◆ TASK ITEM: Using the listing below, print exactly everything from the line with "pub fn complete(url: impl" down to the line with "pub struct CategoryRecord", both included, and nothing more.

◆ PROVIDED DATA:
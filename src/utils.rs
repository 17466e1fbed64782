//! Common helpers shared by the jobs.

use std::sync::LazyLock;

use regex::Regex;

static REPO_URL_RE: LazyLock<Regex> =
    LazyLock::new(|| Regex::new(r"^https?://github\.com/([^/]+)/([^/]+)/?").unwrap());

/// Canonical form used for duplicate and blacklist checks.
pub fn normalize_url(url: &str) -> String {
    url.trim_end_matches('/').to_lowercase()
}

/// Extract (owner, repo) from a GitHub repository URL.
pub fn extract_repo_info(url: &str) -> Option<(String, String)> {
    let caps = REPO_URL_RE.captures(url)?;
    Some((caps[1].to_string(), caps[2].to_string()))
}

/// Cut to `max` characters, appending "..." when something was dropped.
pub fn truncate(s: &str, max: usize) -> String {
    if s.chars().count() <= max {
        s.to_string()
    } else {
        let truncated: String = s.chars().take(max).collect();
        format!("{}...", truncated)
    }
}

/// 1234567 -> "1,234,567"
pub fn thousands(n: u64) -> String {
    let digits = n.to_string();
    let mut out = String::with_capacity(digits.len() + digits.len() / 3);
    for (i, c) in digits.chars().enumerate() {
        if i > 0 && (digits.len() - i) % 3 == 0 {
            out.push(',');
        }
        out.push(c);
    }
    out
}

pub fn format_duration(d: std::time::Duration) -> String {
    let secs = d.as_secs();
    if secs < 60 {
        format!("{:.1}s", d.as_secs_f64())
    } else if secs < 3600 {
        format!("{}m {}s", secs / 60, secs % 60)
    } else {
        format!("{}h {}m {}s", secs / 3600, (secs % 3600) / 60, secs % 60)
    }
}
--
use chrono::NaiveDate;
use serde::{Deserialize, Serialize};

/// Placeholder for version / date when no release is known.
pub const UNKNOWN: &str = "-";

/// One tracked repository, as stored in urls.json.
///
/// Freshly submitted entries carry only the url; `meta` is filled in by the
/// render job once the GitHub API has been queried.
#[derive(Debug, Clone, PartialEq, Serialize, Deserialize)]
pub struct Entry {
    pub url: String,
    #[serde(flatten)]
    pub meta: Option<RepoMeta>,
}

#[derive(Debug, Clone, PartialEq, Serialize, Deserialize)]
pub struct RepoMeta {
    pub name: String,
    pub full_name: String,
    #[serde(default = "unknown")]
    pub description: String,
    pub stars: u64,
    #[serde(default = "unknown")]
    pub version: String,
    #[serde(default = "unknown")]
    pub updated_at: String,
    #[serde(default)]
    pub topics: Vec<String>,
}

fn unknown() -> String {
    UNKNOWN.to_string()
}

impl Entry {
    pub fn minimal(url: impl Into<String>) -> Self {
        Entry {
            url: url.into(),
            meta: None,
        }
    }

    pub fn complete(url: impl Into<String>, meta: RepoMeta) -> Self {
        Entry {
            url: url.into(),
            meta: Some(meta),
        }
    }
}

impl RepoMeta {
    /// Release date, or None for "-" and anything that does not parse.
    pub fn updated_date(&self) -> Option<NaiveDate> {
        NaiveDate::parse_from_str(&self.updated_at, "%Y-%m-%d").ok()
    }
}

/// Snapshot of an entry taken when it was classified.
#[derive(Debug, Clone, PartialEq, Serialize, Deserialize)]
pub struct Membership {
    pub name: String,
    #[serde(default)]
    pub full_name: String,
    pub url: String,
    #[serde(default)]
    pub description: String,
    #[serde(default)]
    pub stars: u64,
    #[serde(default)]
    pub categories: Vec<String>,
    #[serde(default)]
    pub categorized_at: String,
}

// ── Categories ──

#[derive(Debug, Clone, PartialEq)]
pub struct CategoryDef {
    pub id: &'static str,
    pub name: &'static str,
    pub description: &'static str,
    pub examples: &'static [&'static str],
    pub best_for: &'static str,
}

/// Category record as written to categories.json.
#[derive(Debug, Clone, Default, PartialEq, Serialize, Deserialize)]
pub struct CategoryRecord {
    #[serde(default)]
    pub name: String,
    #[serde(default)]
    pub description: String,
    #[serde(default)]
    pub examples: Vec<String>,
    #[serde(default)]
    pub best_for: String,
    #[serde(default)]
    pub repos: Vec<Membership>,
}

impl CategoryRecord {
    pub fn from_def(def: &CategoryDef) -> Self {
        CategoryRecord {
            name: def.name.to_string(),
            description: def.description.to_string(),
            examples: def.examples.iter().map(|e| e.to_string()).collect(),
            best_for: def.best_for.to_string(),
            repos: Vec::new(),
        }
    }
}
* * *
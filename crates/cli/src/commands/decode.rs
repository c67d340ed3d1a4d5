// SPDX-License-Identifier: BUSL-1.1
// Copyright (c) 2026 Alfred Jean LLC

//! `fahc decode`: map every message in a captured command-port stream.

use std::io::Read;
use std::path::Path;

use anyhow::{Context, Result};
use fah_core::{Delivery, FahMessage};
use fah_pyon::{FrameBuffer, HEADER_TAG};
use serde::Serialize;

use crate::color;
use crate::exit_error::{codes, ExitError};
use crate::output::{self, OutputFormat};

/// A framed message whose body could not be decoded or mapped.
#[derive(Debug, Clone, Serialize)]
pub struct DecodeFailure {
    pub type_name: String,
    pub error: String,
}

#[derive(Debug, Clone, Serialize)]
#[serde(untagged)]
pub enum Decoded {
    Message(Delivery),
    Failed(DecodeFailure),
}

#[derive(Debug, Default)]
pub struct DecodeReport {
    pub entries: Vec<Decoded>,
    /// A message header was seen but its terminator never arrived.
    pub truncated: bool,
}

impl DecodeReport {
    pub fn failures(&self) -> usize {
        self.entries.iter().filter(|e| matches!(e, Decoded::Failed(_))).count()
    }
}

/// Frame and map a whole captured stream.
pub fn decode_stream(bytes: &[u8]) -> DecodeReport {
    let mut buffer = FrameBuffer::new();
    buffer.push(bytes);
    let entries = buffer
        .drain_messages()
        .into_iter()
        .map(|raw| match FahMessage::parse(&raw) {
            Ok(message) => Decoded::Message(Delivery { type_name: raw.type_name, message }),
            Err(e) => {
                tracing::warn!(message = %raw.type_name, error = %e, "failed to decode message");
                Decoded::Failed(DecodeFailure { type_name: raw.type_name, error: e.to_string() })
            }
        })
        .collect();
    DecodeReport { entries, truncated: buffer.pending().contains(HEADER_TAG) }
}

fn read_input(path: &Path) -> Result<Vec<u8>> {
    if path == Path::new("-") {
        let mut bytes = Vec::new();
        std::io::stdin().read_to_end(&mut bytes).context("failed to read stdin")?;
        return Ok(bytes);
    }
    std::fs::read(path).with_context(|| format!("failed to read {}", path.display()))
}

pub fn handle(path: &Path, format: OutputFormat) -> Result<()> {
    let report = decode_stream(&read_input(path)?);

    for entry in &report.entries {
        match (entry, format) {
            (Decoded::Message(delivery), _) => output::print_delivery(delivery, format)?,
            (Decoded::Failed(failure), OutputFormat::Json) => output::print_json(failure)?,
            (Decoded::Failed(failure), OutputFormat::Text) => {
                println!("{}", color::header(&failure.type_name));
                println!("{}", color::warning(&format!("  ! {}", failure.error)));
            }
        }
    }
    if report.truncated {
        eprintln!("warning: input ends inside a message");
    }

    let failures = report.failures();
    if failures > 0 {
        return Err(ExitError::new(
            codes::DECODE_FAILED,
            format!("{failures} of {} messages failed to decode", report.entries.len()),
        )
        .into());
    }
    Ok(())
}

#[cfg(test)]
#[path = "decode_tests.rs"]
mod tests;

◆ ANSWER SPACE:
    pub fn complete(url: impl Into<String>, meta: RepoMeta) -> Self {
        Entry {
            url: url.into(),
            meta: Some(meta),
        }
    }
}

impl RepoMeta {
    /// Release date, or None for "-" and anything that does not parse.
    pub fn updated_date(&self) -> Option<NaiveDate> {
        NaiveDate::parse_from_str(&self.updated_at, "%Y-%m-%d").ok()
    }
}

/// Snapshot of an entry taken when it was classified.
#[derive(Debug, Clone, PartialEq, Serialize, Deserialize)]
pub struct Membership {
    pub name: String,
    #[serde(default)]
    pub full_name: String,
    pub url: String,
    #[serde(default)]
    pub description: String,
    #[serde(default)]
    pub stars: u64,
    #[serde(default)]
    pub categories: Vec<String>,
    #[serde(default)]
    pub categorized_at: String,
}

// ── Categories ──

#[derive(Debug, Clone, PartialEq)]
pub struct CategoryDef {
    pub id: &'static str,
    pub name: &'static str,
    pub description: &'static str,
    pub examples: &'static [&'static str],
    pub best_for: &'static str,
}

/// Category record as written to categories.json.
#[derive(Debug, Clone, Default, PartialEq, Serialize, Deserialize)]
pub struct CategoryRecord {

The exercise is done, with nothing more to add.